Companies
07/05/2018

$7.15 Billion To Be Paid To Starbucks By Nestle For The Former’s Bagged Coffee Business




Nestle has bagged a premium brand to its global business by obtaining the rights to sell and market Walmart’s products around the world. The Swiss-based food company will pay the U.S. coffee chain $7.15 billion in cash for this deal.
 
The deal was announced on Monday. The business for which Nestle agreed to pay the amount generates an average of $2 billion in sales revenue. The deal has placed Nestle as the biggest coffee company in the world.
 
Nestle has made coffee a strategic priority under the new Nestle Chief Executive Mark Schneider.
 
Nestle would be able to distribute the new acquired business through its robust global distribution network and thereby expand the brand, said Bernstein analyst Andrew Wood.
 
After falling through more than 8 per cent this year, the shares of Nestle increase dvaleu by 1.4 per cent after the news. There was a 2.8 per cent increase in the shares of Starbucks.
 
Seattle-based Starbucks would be able to add to its earnings per share (EPS) by 2021 at the latest because of the deal and the money form deal would be put to use to make share buybacks.
 
On the other hand, Nestle expects to add to its earnings by 2019 from the additional revenues generated form the sale of Starbucks bagged coffee and drinks. None of the cafes or the ready-to-drink products of Starbucks are involved in the deal.
 
But nestle would be able to sell Starbucks coffee in individual pods under the deal.

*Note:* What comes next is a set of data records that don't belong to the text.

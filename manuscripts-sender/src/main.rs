use std::{path::PathBuf, time::Duration};

use clap::{Parser, Subcommand};
use manuscripts_sender::{
    MdnsBrowser, SubmitOptions, list_receivers, resolve_by_name, submit_file,
    submit_url_for_address,
};
use tracing::error;

#[derive(Parser, Debug)]
#[command(name = "manuscripts-send", about = "Find receivers and submit manuscripts")]
struct SendArgs {
    #[command(subcommand)]
    command: Command,
}

#[derive(Subcommand, Debug)]
enum Command {
    /// List receivers on the local network.
    List {
        #[arg(long, default_value_t = 3)]
        wait_secs: u64,
        /// Print records as JSON lines.
        #[arg(long)]
        json: bool,
    },
    /// Send a file to a receiver.
    Send {
        file: PathBuf,
        /// Your name as the receiver will see it.
        #[arg(long = "from")]
        sender_name: String,
        /// Receiver display name to look up on the network.
        #[arg(long, conflicts_with = "address", required_unless_present = "address")]
        to: Option<String>,
        /// Skip discovery and connect to host:port directly.
        #[arg(long)]
        address: Option<String>,
        #[arg(long, env = "MANUSCRIPTS_PASSPHRASE", hide_env_values = true)]
        passphrase: Option<String>,
        #[arg(long, default_value_t = 5)]
        wait_secs: u64,
    },
}

#[tokio::main]
async fn main() {
    tracing_subscriber::fmt()
        .with_env_filter(
            tracing_subscriber::EnvFilter::try_from_default_env()
                .unwrap_or_else(|_| tracing_subscriber::EnvFilter::new("info")),
        )
        .init();

    let args = SendArgs::parse();
    if let Err(err) = run(args.command).await {
        error!("{err}");
        std::process::exit(1);
    }
}

async fn run(command: Command) -> Result<(), Box<dyn std::error::Error>> {
    match command {
        Command::List { wait_secs, json } => {
            let browser = MdnsBrowser::new()?;
            let records = list_receivers(&browser, Duration::from_secs(wait_secs)).await?;
            if records.is_empty() && !json {
                println!("no receivers found");
            }
            for record in records {
                if json {
                    println!("{}", serde_json::to_string(&record)?);
                } else {
                    println!(
                        "{:<32} {:<22} {:<8} {}",
                        record.display_name,
                        format!("{}:{}", record.host, record.port),
                        record.mode,
                        if record.requires_passphrase {
                            "passphrase"
                        } else {
                            "open"
                        }
                    );
                }
            }
        }
        Command::Send {
            file,
            sender_name,
            to,
            address,
            passphrase,
            wait_secs,
        } => {
            let url = match (address, to) {
                (Some(address), _) => submit_url_for_address(&address),
                (None, Some(name)) => {
                    let browser = MdnsBrowser::new()?;
                    resolve_by_name(&browser, &name, Duration::from_secs(wait_secs))
                        .await?
                        .ok_or_else(|| format!("no receiver named {name:?} found"))?
                        .submit_url()
                }
                (None, None) => return Err("either --to or --address is required".into()),
            };

            let mut options = SubmitOptions::new(sender_name);
            if let Some(passphrase) = passphrase {
                options = options.with_passphrase(passphrase);
            }
            let receipt = submit_file(&url, &file, &options).await?;
            println!(
                "stored as {} ({} bytes, session {})",
                receipt.stored_name, receipt.size_bytes, receipt.session_id
            );
        }
    }
    Ok(())
}
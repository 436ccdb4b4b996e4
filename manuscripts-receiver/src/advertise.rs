//! mDNS/DNS-SD publication of the receiver record.

use std::{
    net::{IpAddr, Ipv4Addr, UdpSocket},
    time::Duration,
};

use manuscripts_core::{AdvertisementHandle, Advertiser, DiscoveryError, SERVICE_TYPE, ServiceRecord};
use mdns_sd::{ServiceDaemon, ServiceInfo, UnregisterStatus};
use tracing::{debug, info, warn};

const UNREGISTER_TIMEOUT: Duration = Duration::from_secs(1);

pub struct MdnsAdvertiser {
    daemon: ServiceDaemon,
}

impl MdnsAdvertiser {
    pub fn new() -> Result<Self, DiscoveryError> {
        let daemon = ServiceDaemon::new()
            .map_err(|err| DiscoveryError::Unavailable(err.to_string()))?;
        Ok(Self { daemon })
    }
}

impl Advertiser for MdnsAdvertiser {
    fn publish(&self, record: &ServiceRecord) -> Result<AdvertisementHandle, DiscoveryError> {
        let label = record.instance_label();
        let host_name = format!("{}.local.", host_label(&label));
        let addrs: Vec<IpAddr> = record.host.parse::<IpAddr>().into_iter().collect();

        let info = ServiceInfo::new(
            SERVICE_TYPE,
            &label,
            &host_name,
            addrs.as_slice(),
            record.port,
            record.txt_properties(),
        )
        .map_err(|err| DiscoveryError::Publish(err.to_string()))?;
        let info = if addrs.is_empty() {
            info.enable_addr_auto()
        } else {
            info
        };

        let fullname = info.get_fullname().to_owned();
        self.daemon
            .register(info)
            .map_err(|err| DiscoveryError::Publish(err.to_string()))?;

        info!(
            instance = %fullname,
            host = %host_name,
            port = record.port,
            auth = record.requires_passphrase,
            "advertised receiver"
        );
        Ok(AdvertisementHandle::new(fullname))
    }

    fn withdraw(&self, handle: &AdvertisementHandle) -> Result<(), DiscoveryError> {
        let status = self
            .daemon
            .unregister(handle.fullname())
            .map_err(|err| DiscoveryError::Withdraw(err.to_string()))?;

        match status.recv_timeout(UNREGISTER_TIMEOUT) {
            Ok(UnregisterStatus::OK) => {
                info!(instance = %handle.fullname(), "advertisement withdrawn");
                Ok(())
            }
            Ok(UnregisterStatus::NotFound) => {
                debug!(instance = %handle.fullname(), "advertisement was already gone");
                Ok(())
            }
            Err(err) => Err(DiscoveryError::Withdraw(err.to_string())),
        }
    }
}

impl Drop for MdnsAdvertiser {
    fn drop(&mut self) {
        if let Err(err) = self.daemon.shutdown() {
            warn!("mDNS daemon shutdown failed: {err}");
        }
    }
}

/// DNS-safe host label derived from the instance label.
fn host_label(label: &str) -> String {
    let mut host: String = label
        .chars()
        .map(|c| {
            if c.is_ascii_alphanumeric() {
                c.to_ascii_lowercase()
            } else {
                '-'
            }
        })
        .collect();
    while host.contains("--") {
        host = host.replace("--", "-");
    }
    let host = host.trim_matches('-');
    if host.is_empty() {
        "manuscripts-receiver".to_owned()
    } else {
        format!("manuscripts-{host}")
    }
}

/// Address of the interface that routes off-host. No packet is sent.
pub fn primary_local_ip() -> Option<IpAddr> {
    let socket = UdpSocket::bind((Ipv4Addr::UNSPECIFIED, 0)).ok()?;
    socket.connect((Ipv4Addr::new(192, 0, 2, 1), 9)).ok()?;
    let ip = socket.local_addr().ok()?.ip();
    (!ip.is_unspecified()).then_some(ip)
}
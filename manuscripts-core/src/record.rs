use std::{collections::HashMap, fmt, net::IpAddr, str::FromStr};

use serde::{Deserialize, Serialize};
use thiserror::Error;

use crate::PROTOCOL_VERSION;

pub const SERVICE_TYPE: &str = "_manuscripts._tcp.local.";
pub const TXT_NAME: &str = "name";
pub const TXT_VERSION: &str = "version";
pub const TXT_AUTH: &str = "auth";
pub const TXT_MODE: &str = "mode";
const MAX_INSTANCE_LABEL_BYTES: usize = 63;
const FALLBACK_INSTANCE_LABEL: &str = "Receiver";

#[derive(Debug, Clone, Copy, Default, Serialize, Deserialize, PartialEq, Eq)]
#[serde(rename_all = "lowercase")]
pub enum ReceiverMode {
    /// Collects submissions from many senders.
    #[default]
    Receiver,
    /// Peer-to-peer sharing between two writers.
    Share,
}

impl ReceiverMode {
    pub fn as_str(self) -> &'static str {
        match self {
            ReceiverMode::Receiver => "receiver",
            ReceiverMode::Share => "share",
        }
    }
}

impl fmt::Display for ReceiverMode {
    fn fmt(&self, f: &mut fmt::Formatter<'_>) -> fmt::Result {
        f.write_str(self.as_str())
    }
}

impl FromStr for ReceiverMode {
    type Err = RecordError;

    fn from_str(value: &str) -> Result<Self, Self::Err> {
        match value.trim().to_ascii_lowercase().as_str() {
            "receiver" => Ok(ReceiverMode::Receiver),
            "share" => Ok(ReceiverMode::Share),
            other => Err(RecordError::UnknownMode(other.to_owned())),
        }
    }
}

#[derive(Debug, Error, PartialEq, Eq)]
pub enum RecordError {
    #[error("record has no protocol version")]
    MissingVersion,
    #[error("record protocol version {0:?} is not a number")]
    InvalidVersion(String),
    #[error("unknown receiver mode {0:?}")]
    UnknownMode(String),
}

/// Advertised discovery metadata for one running receiver.
#[derive(Debug, Clone, Serialize, Deserialize, PartialEq, Eq)]
pub struct ServiceRecord {
    pub display_name: String,
    pub host: String,
    pub port: u16,
    pub protocol_version: u32,
    pub requires_passphrase: bool,
    pub mode: ReceiverMode,
    pub instance_id: String,
}

impl ServiceRecord {
    pub fn new(
        display_name: &str,
        host: &str,
        port: u16,
        requires_passphrase: bool,
        mode: ReceiverMode,
    ) -> Self {
        Self {
            display_name: display_name.to_owned(),
            host: host.to_owned(),
            port,
            protocol_version: PROTOCOL_VERSION,
            requires_passphrase,
            mode,
            instance_id: instance_fullname(&instance_label(display_name)),
        }
    }

    pub fn instance_label(&self) -> String {
        instance_label(&self.display_name)
    }

    pub fn txt_properties(&self) -> HashMap<String, String> {
        HashMap::from([
            (TXT_NAME.to_owned(), self.display_name.clone()),
            (TXT_VERSION.to_owned(), self.protocol_version.to_string()),
            (
                TXT_AUTH.to_owned(),
                if self.requires_passphrase { "1" } else { "0" }.to_owned(),
            ),
            (TXT_MODE.to_owned(), self.mode.as_str().to_owned()),
        ])
    }

    /// Rebuild a record from a resolved announcement.
    ///
    /// A missing `name` falls back to the instance label; a missing `auth`
    /// means no passphrase; a missing `mode` means receiver mode.
    pub fn from_txt(
        instance_id: &str,
        host: &str,
        port: u16,
        properties: &HashMap<String, String>,
    ) -> Result<Self, RecordError> {
        let raw_version = properties
            .get(TXT_VERSION)
            .ok_or(RecordError::MissingVersion)?;
        let protocol_version = raw_version
            .trim()
            .parse::<u32>()
            .map_err(|_| RecordError::InvalidVersion(raw_version.clone()))?;

        let display_name = properties
            .get(TXT_NAME)
            .map(|name| name.trim().to_owned())
            .filter(|name| !name.is_empty())
            .unwrap_or_else(|| label_from_fullname(instance_id).to_owned());

        let requires_passphrase = properties
            .get(TXT_AUTH)
            .is_some_and(|value| value.trim() == "1");

        let mode = match properties.get(TXT_MODE) {
            Some(value) => value.parse()?,
            None => ReceiverMode::Receiver,
        };

        Ok(Self {
            display_name,
            host: host.to_owned(),
            port,
            protocol_version,
            requires_passphrase,
            mode,
            instance_id: instance_id.to_owned(),
        })
    }

    /// Records from a newer (or older) protocol generation are unusable, not errors.
    pub fn is_supported(&self) -> bool {
        self.protocol_version == PROTOCOL_VERSION
    }

    pub fn submit_url(&self) -> String {
        match self.host.parse::<IpAddr>() {
            Ok(IpAddr::V6(v6)) => format!("ws://[{}]:{}/submit", v6, self.port),
            _ => format!("ws://{}:{}/submit", self.host, self.port),
        }
    }
}

/// DNS-SD instance label for a display name.
///
/// Dots would split the label, so they become dashes; the label is capped
/// at 63 bytes on a char boundary.
pub fn instance_label(display_name: &str) -> String {
    let cleaned: String = display_name
        .trim()
        .chars()
        .filter(|c| !c.is_control())
        .map(|c| if c == '.' { '-' } else { c })
        .collect();

    let mut label = String::with_capacity(MAX_INSTANCE_LABEL_BYTES);
    for c in cleaned.trim().chars() {
        if label.len() + c.len_utf8() > MAX_INSTANCE_LABEL_BYTES {
            break;
        }
        label.push(c);
    }

    let label = label.trim_end().to_owned();
    if label.is_empty() {
        FALLBACK_INSTANCE_LABEL.to_owned()
    } else {
        label
    }
}

pub fn instance_fullname(label: &str) -> String {
    format!("{}.{}", label, SERVICE_TYPE)
}

fn label_from_fullname(fullname: &str) -> &str {
    fullname
        .strip_suffix(SERVICE_TYPE)
        .map(|label| label.trim_end_matches('.'))
        .unwrap_or(fullname)
}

At present, Nestle sells such coffee through its Nespresso and Nescafe brands.
 
The Nestle name will not appear on Starbucks products. “We do not want the consumer to perceive that Starbucks is now part of a bigger family,” a Nestle source said.
 
On the issue of expansion of product range would be the exclusive prerogative of Starbucks.
 
“This global coffee alliance will bring the Starbucks experience to the homes of millions more around the world through the reach and reputation of Nestle,” said Starbucks Chief Executive Kevin Johnson.
 
There has bene a string of deals in the consumer drinks category and the deal between Nestle and Starbucks is in line with the current trend in the segment.
 
By fiscal year 2020, about $20 billion is expected to be given away to shareholders in cash by Starbucks through share buybacks and dividends.
 
The deal would not impact the currently stated long-term financial targets of Starbucks, the company has said, and it is anticipating that there would be addition to the earnings per share by the end of fiscal year 2021 or even earlier.
 
About 500 employees of Starbucks would be taken into its fold by Nestle.
 
“In the U.S., Nescafe is seen as a downscale brand for older people, and the Nespresso system as a niche product. Starbucks is the quality, mass-market leader,” said Erik Gordon at the Univesity of Michigan’s Ross School of Business.
 
“Nestle is far and away the largest hot drinks company globally, with more in sales than the next five largest hot drinks companies combined,” Matthew Barry, an analyst at Euromonitor, said when the tie-up was first mooted on Friday.